▶ About this task:
From the entries below, return every line that includes the word "derive".

▶ Source data:
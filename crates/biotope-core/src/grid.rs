use crate::agent::Position;

/// Offsets of the eight cells around a cell, row by row.
pub const NEIGHBOR_OFFSETS: [(i64, i64); 8] = [
    (-1, -1),
    (0, -1),
    (1, -1),
    (-1, 0),
    (1, 0),
    (-1, 1),
    (0, 1),
    (1, 1),
];

/// Grid shape plus edge behaviour. Resolves relative moves to cells.
#[derive(Debug, Clone, Copy, PartialEq, Eq)]
pub struct Topology {
    /// Width in cells. Always positive.
    pub width: u32,
    /// Height in cells. Always positive.
    pub height: u32,
    /// Wrap around edges instead of clamping to them.
    pub toroidal: bool,
}

impl Topology {
    /// Describe a grid of the given size.
    pub fn new(width: u32, height: u32, toroidal: bool) -> Self {
        Self {
            width,
            height,
            toroidal,
        }
    }

    /// The cell reached from `pos` by moving `(dx, dy)`: wrapped on a torus,
    /// clamped to the border otherwise.
    pub fn offset(&self, pos: Position, dx: i64, dy: i64) -> Position {
        Position {
            x: self.resolve(pos.x, dx, self.width),
            y: self.resolve(pos.y, dy, self.height),
        }
    }

    /// The eight surrounding cells, in [`NEIGHBOR_OFFSETS`] order. Near a
    /// clamped border some entries repeat or equal `pos` itself.
    pub fn neighbors(&self, pos: Position) -> [Position; 8] {
        NEIGHBOR_OFFSETS.map(|(dx, dy)| self.offset(pos, dx, dy))
    }

    fn resolve(&self, coord: u32, delta: i64, extent: u32) -> u32 {
        let extent = i64::from(extent);
        let target = i64::from(coord) + delta;
        let resolved = if self.toroidal {
            target.rem_euclid(extent)
        } else {
            target.clamp(0, extent - 1)
        };
        // `resolved` lies in 0..extent, which fits in u32.
        resolved as u32
    }
}

/// Food available in every cell, stored row-major.
///
/// Values are kept in `[0, 1]` by the resource system; other writers
/// (foraging) only ever lower them.
#[derive(Debug, Clone, PartialEq)]
pub struct ResourceGrid {
    width: u32,
    height: u32,
    cells: Vec<f32>,
}

impl ResourceGrid {
    /// A grid filled with a single value.
    pub fn filled(width: u32, height: u32, value: f32) -> Self {
        Self {
            width,
            height,
            cells: vec![value; width as usize * height as usize],
        }
    }

    /// Width in cells.
    pub fn width(&self) -> u32 {
        self.width
    }

    /// Height in cells.
    pub fn height(&self) -> u32 {
        self.height
    }

    fn index(&self, pos: Position) -> usize {
        pos.y as usize * self.width as usize + pos.x as usize
    }

    /// Food at a cell. Panics if the position lies outside the grid.
    pub fn get(&self, pos: Position) -> f32 {
        self.cells[self.index(pos)]
    }

    /// Overwrite the food at a cell.
    pub fn set(&mut self, pos: Position, value: f32) {
        let idx = self.index(pos);
        self.cells[idx] = value;
    }

    /// All cells, row-major.
    pub fn cells(&self) -> &[f32] {
        &self.cells
    }

    /// All cells, row-major, for bulk updates.
    pub fn cells_mut(&mut self) -> &mut [f32] {
        &mut self.cells
    }

    /// Clamp every cell into `[0, 1]`.
    pub fn clamp_unit(&mut self) {
        for cell in &mut self.cells {
            *cell = cell.clamp(0.0, 1.0);
        }
    }

    /// Average food per cell.
    pub fn mean(&self) -> f64 {
        if self.cells.is_empty() {
            return 0.0;
        }
        self.cells.iter().map(|&c| f64::from(c)).sum::<f64>() / self.cells.len() as f64
    }

    /// Total food on the grid.
    pub fn total(&self) -> f64 {
        self.cells.iter().map(|&c| f64::from(c)).sum()
    }
}

#[cfg(test)]
mod tests {
    use super::*;

    #[test]
    fn toroidal_offset_wraps() {
        let topo = Topology::new(10, 4, true);
        assert_eq!(topo.offset(Position::new(0, 0), -1, -1), Position::new(9, 3));
        assert_eq!(topo.offset(Position::new(9, 3), 1, 1), Position::new(0, 0));
    }

    #[test]
    fn bounded_offset_clamps() {
        let topo = Topology::new(10, 4, false);
        assert_eq!(topo.offset(Position::new(0, 0), -1, -1), Position::new(0, 0));
        assert_eq!(topo.offset(Position::new(9, 3), 1, 1), Position::new(9, 3));
        assert_eq!(topo.offset(Position::new(5, 2), 1, -1), Position::new(6, 1));
    }

    #[test]
    fn neighbors_exclude_center_in_open_grid() {
        let topo = Topology::new(5, 5, false);
        let center = Position::new(2, 2);
        let neighbors = topo.neighbors(center);
        assert!(!neighbors.contains(&center));
        assert!(neighbors.contains(&Position::new(1, 1)));
        assert!(neighbors.contains(&Position::new(3, 3)));
    }

    #[test]
    fn neighbors_at_clamped_corner_fold_back() {
        let topo = Topology::new(5, 5, false);
        let corner = Position::new(0, 0);
        assert!(topo.neighbors(corner).contains(&corner));
    }

    #[test]
    fn grid_get_set_row_major() {
        let mut grid = ResourceGrid::filled(3, 2, 0.0);
        grid.set(Position::new(2, 1), 0.5);
        assert_eq!(grid.cells()[5], 0.5);
        assert_eq!(grid.get(Position::new(2, 1)), 0.5);
        assert_eq!(grid.cells().len(), 6);
    }

    #[test]
    fn clamp_unit_bounds_values() {
        let mut grid = ResourceGrid::filled(2, 1, 0.0);
        grid.cells_mut().copy_from_slice(&[-0.5, 1.5]);
        grid.clamp_unit();
        assert_eq!(grid.cells(), &[0.0, 1.0]);
    }

    #[test]
    fn mean_and_total() {
        let grid = ResourceGrid::filled(4, 4, 0.25);
        assert!((grid.mean() - 0.25).abs() < 1e-9);
        assert!((grid.total() - 4.0).abs() < 1e-9);
    }

    proptest::proptest! {
        #[test]
        fn offset_stays_on_grid(
            width in 1u32..50,
            height in 1u32..50,
            x in 0u32..50,
            y in 0u32..50,
            dx in -3i64..=3,
            dy in -3i64..=3,
            toroidal in proptest::bool::ANY,
        ) {
            let topo = Topology::new(width, height, toroidal);
            let start = Position::new(x % width, y % height);
            let end = topo.offset(start, dx, dy);
            proptest::prop_assert!(end.x < width);
            proptest::prop_assert!(end.y < height);
        }
    }
}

▶ Solution to the problem:
#[derive(Debug, Clone, Copy, PartialEq, Eq)]
#[derive(Debug, Clone, PartialEq)]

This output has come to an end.